As a result, even van fleet operators who don’t care about environmental concerns will be affected as invariably, the cost of the technology to produce cleaner engines will be passed on to the customer. Much is written in the pages of Fleet Van about Euro4, Euro5 and even Euro6 emissions standards and it’s a subject that will run and run as manufacturers increasingly struggle to meet their targets.

Nigel Emms, director, brand and communications at Iveco, pointed out: “Demanding Euro5 and Euro6 emissions standards is a law of diminishing returns, because when you go on doing this long enough, you end up in a position where the benefit achieved becomes marginal and the costs astronomical.” He has a point. It was relatively cheap and easy to make the dirty diesel engines of the 1990s cleaner.

But today’s offerings are so clean that it’s difficult to see how technology could improve them greatly.

Iveco’s tack has been to offer a range of more environmentally-friendly alternatives such as CNG and electric-powered Dailys, but so far both have not sold in great numbers.

In fact, Iveco sold no electric Dailys at all last year, leading to doubts over whether electric vehicles will ever become a main part of the van fleet scene.

Back to the diesel engine – which increasingly looks like being the default choice for fleets for many years to come – and the EU has more plans ahead for cleaning up Europe’s air.

Eurocrats are planning to force manufacturers to have an average CO2 figure across their ranges of 175g/km phased in between 2014 to 2016 and then 150g/km by 2020.

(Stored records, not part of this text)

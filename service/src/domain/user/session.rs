//! [`Session`] definitions.

#[cfg(doc)]
use common::DateTime;
use common::{unit, DateTimeOf};
use derive_more::{AsRef, Display, FromStr};
use serde::{Deserialize, Serialize};

use crate::domain::user;
#[cfg(doc)]
use crate::domain::User;

/// Claims of an authenticated [`User`] session.
///
/// Sessions are issued by an external identity provider as [JWT]s signed
/// with the shared secret.
///
/// [JWT]: https://datatracker.ietf.org/doc/html/rfc7519
#[derive(Clone, Copy, Debug, Deserialize, Serialize)]
pub struct Session {
    /// ID of the [`User`] this [`Session`] belongs to.
    #[serde(rename = "sub")]
    pub user_id: user::Id,

    /// [`DateTime`] when this [`Session`] expires.
    #[serde(rename = "exp", with = "common::datetime::serde::unix_timestamp")]
    pub expires_at: ExpirationDateTime,
}

/// Access token of a [`Session`].
#[derive(AsRef, Clone, Debug, Display, FromStr)]
pub struct Token(String);

impl Token {
    /// Creates a new [`Token`] without checking its contents.
    ///
    /// # Safety
    ///
    /// The provided `token` must be a valid [`Token`] representation.
    #[expect(unsafe_code, reason = "bypass")]
    #[must_use]
    pub const unsafe fn new_unchecked(token: String) -> Self {
        Self(token)
    }
}

/// [`DateTime`] of a [`Session`] expiration.
pub type ExpirationDateTime = DateTimeOf<(Session, unit::Expiration)>;
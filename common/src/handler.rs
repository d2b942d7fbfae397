//! [`Handler`] abstraction.

use std::future::Future;

/// Asynchronous handler of `Args`.
///
/// Commands, queries, tasks and database operations are all expressed as
/// implementations of this trait, parametrized by the operation they handle.
pub trait Handler<Args = ()> {
    /// Type of a successful result.
    type Ok;

    /// Type of an error.
    type Err;

    /// Handles the provided `args`.
    fn execute(
        &self,
        args: Args,
    ) -> impl Future<Output = Result<Self::Ok, Self::Err>>;
}
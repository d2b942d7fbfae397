//! Application provides GraphQL API for interacting with the [`Service`].

#![deny(
    nonstandard_style,
    rust_2018_idioms,
    rustdoc::all,
    trivial_casts,
    trivial_numeric_casts,
    unsafe_code
)]
#![forbid(non_ascii_idents)]
#![warn(
    clippy::allow_attributes,
    clippy::allow_attributes_without_reason,
    clippy::pedantic,
    clippy::wildcard_enum_match_arm,
    deprecated_in_future,
    missing_copy_implementations,
    missing_debug_implementations,
    missing_docs,
    unreachable_pub,
    unused_crate_dependencies,
    unused_import_braces,
    unused_labels,
    unused_lifetimes,
    unused_qualifications,
    unused_results
)]

pub mod api;
pub mod args;
pub mod config;
mod context;
pub mod error;

use std::sync::Arc;

use axum::{
    response::{IntoResponse, Response},
    Extension, Json,
};
use derive_more::Debug;
use juniper::{http::GraphQLBatchResponse, DefaultScalarValue, ScalarValue};
use juniper_axum::extract::JuniperRequest;
// Used in binary.
use axum_client_ip as _;
use futures as _;
use refinery as _;
use tower_http as _;
use tracing_subscriber as _;

pub use self::{
    args::Args,
    config::Config,
    context::{Context, Session},
    error::{AsError, Error},
};

/// [`Service`] with filled infrastructure dependencies.
///
/// [`Service`]: service::Service
pub type Service = service::Service<service::infra::Postgres>;

/// [`juniper`] GraphQL response.
#[derive(Debug)]
pub struct JuniperResponse<S = DefaultScalarValue>
where
    S: ScalarValue,
{
    /// Status code of the response.
    pub status_code: http::StatusCode,

    /// Underlying GraphQL response.
    #[debug(skip)]
    pub response: GraphQLBatchResponse<S>,
}

impl<S> IntoResponse for JuniperResponse<S>
where
    S: ScalarValue,
{
    fn into_response(self) -> Response {
        let Self {
            status_code,
            response,
        } = self;

        if response.is_ok() {
            Json(response).into_response()
        } else {
            (status_code, Json(response)).into_response()
        }
    }
}

/// GraphQL API handler.
pub async fn graphql(
    Extension(schema): Extension<Arc<api::Schema>>,
    context: Context,
    JuniperRequest(gql_request): JuniperRequest,
) -> JuniperResponse {
    let response = gql_request.execute(&*schema, &context).await;
    JuniperResponse {
        status_code: context.error_status_code(),
        response,
    }
}
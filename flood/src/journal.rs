//! Record of every handling decision and link transmission in a run.

use crate::{LinkId, RouterId};
use std::{fmt, time::Duration};

/// Outcome of a router handling a packet copy.
#[derive(Clone, Copy, Debug, PartialEq, Eq)]
pub enum Verdict {
    /// The router already appears in the copy's path.
    Looped,
    /// The copy did not arrive over the shortest path from its origin.
    Pruned,
    /// The copy was accepted and relayed.
    Accepted,
    /// The copy was accepted and its flood has touched every router.
    Completed,
}

impl fmt::Display for Verdict {
    fn fmt(&self, f: &mut fmt::Formatter<'_>) -> fmt::Result {
        let verdict = match self {
            Verdict::Looped => "looped",
            Verdict::Pruned => "pruned",
            Verdict::Accepted => "accepted",
            Verdict::Completed => "completed",
        };
        f.write_str(verdict)
    }
}

#[derive(Clone, Debug, PartialEq, Eq)]
pub struct Decision {
    /// Time since the start of the run.
    pub at: Duration,
    pub router: RouterId,
    pub origin: RouterId,
    pub sequence: u64,

    /// Path of the copy, including `router` unless the copy looped.
    pub path: Vec<RouterId>,
    pub cost: Duration,
    pub arrival: Option<LinkId>,
    pub verdict: Verdict,

    /// Links a copy was sent out on (empty unless accepted).
    pub forwarded: Vec<LinkId>,
}

impl fmt::Display for Decision {
    fn fmt(&self, f: &mut fmt::Formatter<'_>) -> fmt::Result {
        write!(
            f,
            "[{:>6}] router {} {} packet {}/{} path={:?} cost={}",
            self.at.as_millis(),
            self.router,
            self.verdict,
            self.origin,
            self.sequence,
            self.path,
            self.cost.as_millis()
        )?;
        if let Some(arrival) = self.arrival {
            write!(f, " via={}", arrival)?;
        }
        if !self.forwarded.is_empty() {
            write!(f, " forwarded={:?}", self.forwarded)?;
        }
        Ok(())
    }
}

#[derive(Clone, Debug, PartialEq, Eq)]
pub struct Transmission {
    pub link: LinkId,
    pub sender: RouterId,
    pub receiver: RouterId,
    pub origin: RouterId,
    pub sequence: u64,

    /// Time the link was acquired.
    pub start: Duration,

    /// Time the packet reached `receiver`.
    pub end: Duration,
}

impl fmt::Display for Transmission {
    fn fmt(&self, f: &mut fmt::Formatter<'_>) -> fmt::Result {
        write!(
            f,
            "[{:>6}] link {} carried packet {}/{} from {} to {} (started {})",
            self.end.as_millis(),
            self.link,
            self.origin,
            self.sequence,
            self.sender,
            self.receiver,
            self.start.as_millis()
        )
    }
}

/// Decisions and transmissions in the order they happened.
#[derive(Clone, Debug, Default)]
pub struct Journal {
    pub decisions: Vec<Decision>,
    pub transmissions: Vec<Transmission>,
}

impl Journal {
    /// Decisions taken at `router`.
    pub fn at(&self, router: RouterId) -> impl Iterator<Item = &Decision> {
        self.decisions.iter().filter(move |d| d.router == router)
    }

    /// Transmissions carried by `link`.
    pub fn on(&self, link: LinkId) -> impl Iterator<Item = &Transmission> {
        self.transmissions.iter().filter(move |t| t.link == link)
    }

    /// Number of decisions with the given verdict.
    pub fn count(&self, verdict: Verdict) -> usize {
        self.decisions
            .iter()
            .filter(|d| d.verdict == verdict)
            .count()
    }
}
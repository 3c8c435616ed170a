//! Utility functions for interacting with any runtime.

use std::time::{Duration, SystemTime, UNIX_EPOCH};

mod handle;
pub use handle::Handle;

mod resource;
pub use resource::{Acquire, Resource, ResourceGuard};

/// Converts bytes to a hexadecimal string.
pub fn hex(bytes: &[u8]) -> String {
    let mut hex = String::new();
    for byte in bytes.iter() {
        hex.push_str(&format!("{:02x}", byte));
    }
    hex
}

/// Extension trait to read virtual time as an offset from the start of a run.
///
/// Every runtime in this crate starts its clock at [UNIX_EPOCH].
pub trait SystemTimeExt {
    /// Returns the duration since the start of the run.
    ///
    /// # Panics
    ///
    /// Panics if the time is before [UNIX_EPOCH].
    fn epoch(&self) -> Duration;

    /// Returns the number of milliseconds (rounded down) since the start of the run.
    fn epoch_millis(&self) -> u64;
}

impl SystemTimeExt for SystemTime {
    fn epoch(&self) -> Duration {
        self.duration_since(UNIX_EPOCH)
            .expect("failed to get epoch time")
    }

    fn epoch_millis(&self) -> u64 {
        self.epoch().as_millis().min(u64::MAX as u128) as u64
    }
}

There is an obvious flaw in this plan which none of the environmental experts seem to have taken into consideration – while Ford can bring down its average CO2 figure by having vans such as the low-emitting and diminutive Fiestavan on offer, other makers such as Iveco and Mercedes-Benz, who at present only sell large vans – cannot.

As large panel vans tend to pump out more than 200g/km of CO2, it will be virtually impossible for these two manufacturers to meet the EU demands.

Particularly scathing of the EU’s plans is Steve Bridge, director of van sales and marketing at Mercedes-Benz.

He told Fleet Van: “The EU targets have been set in the same way as car targets are set, but vans are not cars and they shouldn’t be treated as such. Rather than setting limits for grams per kilometre, they should be set for vans on a grams per kilometre per tonne carried.”

The problem with the present targets is that these would be achieved if, say, fleets abandoned vans that carried one tonne of cargo and transported that load instead in three smaller vans carrying 333kg each.

Although the target of CO2 reduction would be achieved, those three vans would in fact produce more CO2 than the one original van.

Bridge said: “The danger is that this legislation could well push fleets into smaller vans which would achieve the EU targets but the CO2 emissions are higher.”

One way that Mercedes-Benz is aiming to toe the EU’s environmental line is by launching a new small van this year.

The Citan is basically a Renault Kangoo which has been “Merc-erised” with various tweaks and twiddles.

As the Kangoo is offered in electric format – with a CO2 figure of zero – this will help to cancel out the heavier CO2 emissions of the larger Sprinter.